Cellular senescence, mitochondrial dysfunction, and cumulative oxidative stress (OS) are the main causes of the progressive decreases in oocyte and sperm quality that define reproductive age. There is growing evidence that these processes are controlled by systemic variables, such as metabolites produced from the gut microbiome and extracellular vesicle (EV)-mediated intercellular communication, rather than being exclusively regulated at the tissue level. Antioxidant enzymes, regulatory microRNAs, and bioactive lipids that regulate mitochondrial redox balance, mitophagy, and inflammatory signaling are transported by EVs derived from reproductive organs, stem cells, immune cells, and the gut microbiota.

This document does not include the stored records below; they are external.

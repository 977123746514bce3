use crate::camera::{wheel_delta_px, OrbitDrag};
use crate::state::AppState;
use std::cell::RefCell;
use std::rc::Rc;
use wasm_bindgen::closure::Closure;
use wasm_bindgen::convert::FromWasmAbi;
use wasm_bindgen::JsCast;
use web_sys as web;

#[derive(Clone)]
pub struct PointerWiring {
    pub canvas: web::HtmlCanvasElement,
    pub state: AppState,
    pub drag: Rc<RefCell<OrbitDrag>>,
}

/// Orbit the desktop camera with pointer drags and the wheel.
pub fn wire_orbit_controls(w: PointerWiring) {
    wire_pointerdown(&w);
    wire_pointermove(&w);
    wire_pointerup(&w);
    wire_wheel(&w);
}

fn listen<E: FromWasmAbi + 'static>(
    canvas: &web::HtmlCanvasElement,
    event: &str,
    handler: impl FnMut(E) + 'static,
) {
    let closure = Closure::wrap(Box::new(handler) as Box<dyn FnMut(E)>);
    _ = canvas.add_event_listener_with_callback(event, closure.as_ref().unchecked_ref());
    closure.forget();
}

fn wire_pointerdown(w: &PointerWiring) {
    let w = w.clone();
    let canvas = w.canvas.clone();
    listen(&canvas, "pointerdown", move |ev: web::PointerEvent| {
        if w.state.immersive() {
            return;
        }
        let started = w.drag.borrow_mut().begin(
            ev.pointer_id(),
            ev.button(),
            ev.client_x() as f32,
            ev.client_y() as f32,
        );
        if started {
            _ = w.canvas.set_pointer_capture(ev.pointer_id());
            ev.prevent_default();
        }
    });
}

fn wire_pointermove(w: &PointerWiring) {
    let w = w.clone();
    let canvas = w.canvas.clone();
    listen(&canvas, "pointermove", move |ev: web::PointerEvent| {
        let delta =
            w.drag
                .borrow_mut()
                .move_to(ev.pointer_id(), ev.client_x() as f32, ev.client_y() as f32);
        if let Some((dx, dy)) = delta {
            w.state.camera.borrow_mut().rotate_by_pixels(dx, dy);
        }
    });
}

fn wire_pointerup(w: &PointerWiring) {
    for event in ["pointerup", "pointercancel"] {
        let w = w.clone();
        let canvas = w.canvas.clone();
        listen(&canvas, event, move |ev: web::PointerEvent| {
            if w.drag.borrow_mut().end(ev.pointer_id()) {
                _ = w.canvas.release_pointer_capture(ev.pointer_id());
            }
        });
    }
}

fn wire_wheel(w: &PointerWiring) {
    let w = w.clone();
    let canvas = w.canvas.clone();
    listen(&canvas, "wheel", move |ev: web::WheelEvent| {
        if w.state.immersive() {
            return;
        }
        ev.prevent_default();
        let dy = wheel_delta_px(ev.delta_y(), ev.delta_mode());
        w.state.camera.borrow_mut().zoom_by(dy);
    });
}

Concurrently, microbiome-derived metabolites such as urolithin A, short-chain fatty acids, and polyphenol derivatives enhance mitochondrial quality control, activate antioxidant pathways, and suppress senescence-associated secretory phenotypes. This narrative review integrates the most recent research on the relationship between redox homeostasis, mitochondrial function, gut microbiota activity, and EV signaling in the context of male and female reproductive aging. We propose an emerging gut-EV-mitochondria axis as a unified framework through which systemic metabolic and antioxidant signals affect gamete competence, reproductive tissue function, and fertility longevity. Finally, we discuss therapeutic implications, including microbiome modulation, EV-based interventions, and senotherapeutic strategies, highlighting key knowledge gaps and future research directions necessary for clinical translation.